#### Work instructions:
Your reply should be only the number of lines in the material below that include the word "local".

(Provided material Opens)

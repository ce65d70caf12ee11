//! Network usage detection
//!
//! A network is in use when any instance in any project, or any profile,
//! has a device referencing it.

use anyhow::Result;
use async_trait::async_trait;

use netd_shared_types::{DeviceMap, InstanceRef, ProfileRef};

use crate::error::NetworkError;

/// Enumerates every instance across all projects.
#[async_trait]
pub trait InstanceSource: Send + Sync {
    async fn load_all_instances(&self) -> Result<Vec<InstanceRef>>;
}

/// Enumerates every profile across all projects.
#[async_trait]
pub trait ProfileSource: Send + Sync {
    async fn load_all_profiles(&self) -> Result<Vec<ProfileRef>>;
}

/// Decides whether an instance or profile references a network by name.
#[async_trait]
pub trait NetworkReferenceCheck: Send + Sync {
    async fn instance_uses_network(&self, instance: &InstanceRef, network: &str) -> Result<bool>;
    async fn profile_uses_network(&self, profile: &ProfileRef, network: &str) -> Result<bool>;
}

/// Reference check based on NIC devices.
///
/// A NIC references a network through its `network` key, or through `parent`
/// when it has no `network` key (NICs attached straight to a host bridge or
/// macvlan parent).
#[derive(Debug, Clone, Copy, Default)]
pub struct DeviceReferenceCheck;

impl DeviceReferenceCheck {
    pub fn devices_reference(devices: &DeviceMap, network: &str) -> bool {
        devices.values().any(|device| {
            if device.get("type").map(String::as_str) != Some("nic") {
                return false;
            }

            match device.get("network") {
                Some(name) => name == network,
                None => device.get("parent").map(String::as_str) == Some(network),
            }
        })
    }
}

#[async_trait]
impl NetworkReferenceCheck for DeviceReferenceCheck {
    async fn instance_uses_network(&self, instance: &InstanceRef, network: &str) -> Result<bool> {
        Ok(Self::devices_reference(&instance.devices, network))
    }

    async fn profile_uses_network(&self, profile: &ProfileRef, network: &str) -> Result<bool> {
        Ok(Self::devices_reference(&profile.devices, network))
    }
}

/// Source with no instances and no profiles, for nodes that do not track
/// either.
#[derive(Debug, Clone, Copy, Default)]
pub struct EmptyUsageSource;

#[async_trait]
impl InstanceSource for EmptyUsageSource {
    async fn load_all_instances(&self) -> Result<Vec<InstanceRef>> {
        Ok(Vec::new())
    }
}

#[async_trait]
impl ProfileSource for EmptyUsageSource {
    async fn load_all_profiles(&self) -> Result<Vec<ProfileRef>> {
        Ok(Vec::new())
    }
}

/// Scans instances, then profiles, for references to a network.
pub struct UsageScanner<'a> {
    instances: &'a dyn InstanceSource,
    profiles: &'a dyn ProfileSource,
    references: &'a dyn NetworkReferenceCheck,
}

impl<'a> UsageScanner<'a> {
    pub fn new(
        instances: &'a dyn InstanceSource,
        profiles: &'a dyn ProfileSource,
        references: &'a dyn NetworkReferenceCheck,
    ) -> Self {
        Self {
            instances,
            profiles,
            references,
        }
    }

    /// Whether `network` is referenced. Stops at the first hit; any
    /// enumeration or predicate failure aborts the scan.
    pub async fn is_used(&self, network: &str) -> Result<bool, NetworkError> {
        let query_error = |source: anyhow::Error| NetworkError::UsageQuery {
            network: network.to_string(),
            source,
        };

        let instances = self
            .instances
            .load_all_instances()
            .await
            .map_err(query_error)?;

        for instance in &instances {
            if self
                .references
                .instance_uses_network(instance, network)
                .await
                .map_err(query_error)?
            {
                log::debug!(
                    "Network {} is used by instance {}/{}",
                    network,
                    instance.project,
                    instance.name
                );
                return Ok(true);
            }
        }

        let profiles = self
            .profiles
            .load_all_profiles()
            .await
            .map_err(query_error)?;

        for profile in &profiles {
            if self
                .references
                .profile_uses_network(profile, network)
                .await
                .map_err(query_error)?
            {
                log::debug!(
                    "Network {} is used by profile {}/{}",
                    network,
                    profile.project,
                    profile.name
                );
                return Ok(true);
            }
        }

        Ok(false)
    }
}
//! Cluster notification seam and node-specific config handling

use anyhow::Result;
use async_trait::async_trait;

use netd_shared_types::PeerRequest;

use crate::ConfigMap;

/// Config keys whose values only make sense on the node that set them. They
/// are never forwarded to other cluster members.
pub const NODE_SPECIFIC_NETWORK_CONFIG: &[&str] = &["bridge.external_interfaces", "parent"];

pub fn default_node_specific_keys() -> Vec<String> {
    NODE_SPECIFIC_NETWORK_CONFIG
        .iter()
        .map(|key| key.to_string())
        .collect()
}

/// Delivers a request to every other cluster member.
///
/// Implementations surface the first member failure. Receivers apply the
/// request as a peer notification and must not forward it again.
#[async_trait]
pub trait ClusterNotifier: Send + Sync {
    async fn notify(&self, request: &PeerRequest) -> Result<()>;
}

/// Fresh copy of `config` without node-specific keys, for forwarding.
pub fn strip_node_specific(config: &ConfigMap, node_specific_keys: &[String]) -> ConfigMap {
    config
        .iter()
        .filter(|(key, _)| !node_specific_keys.iter().any(|k| k == *key))
        .map(|(key, value)| (key.clone(), value.clone()))
        .collect()
}

/// Only the node-specific keys of `config`, as kept per member.
pub fn node_specific_only(config: &ConfigMap, node_specific_keys: &[String]) -> ConfigMap {
    config
        .iter()
        .filter(|(key, _)| node_specific_keys.iter().any(|k| k == *key))
        .map(|(key, value)| (key.clone(), value.clone()))
        .collect()
}

/// Config a receiving node applies: the forwarded config plus this node's own
/// values for node-specific keys.
pub fn merge_node_specific(
    local: &ConfigMap,
    incoming: &ConfigMap,
    node_specific_keys: &[String],
) -> ConfigMap {
    let mut merged = strip_node_specific(incoming, node_specific_keys);
    for key in node_specific_keys {
        if let Some(value) = local.get(key) {
            merged.insert(key.clone(), value.clone());
        }
    }

    merged
}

(Provided material Closes)

#### Solution to this task:
2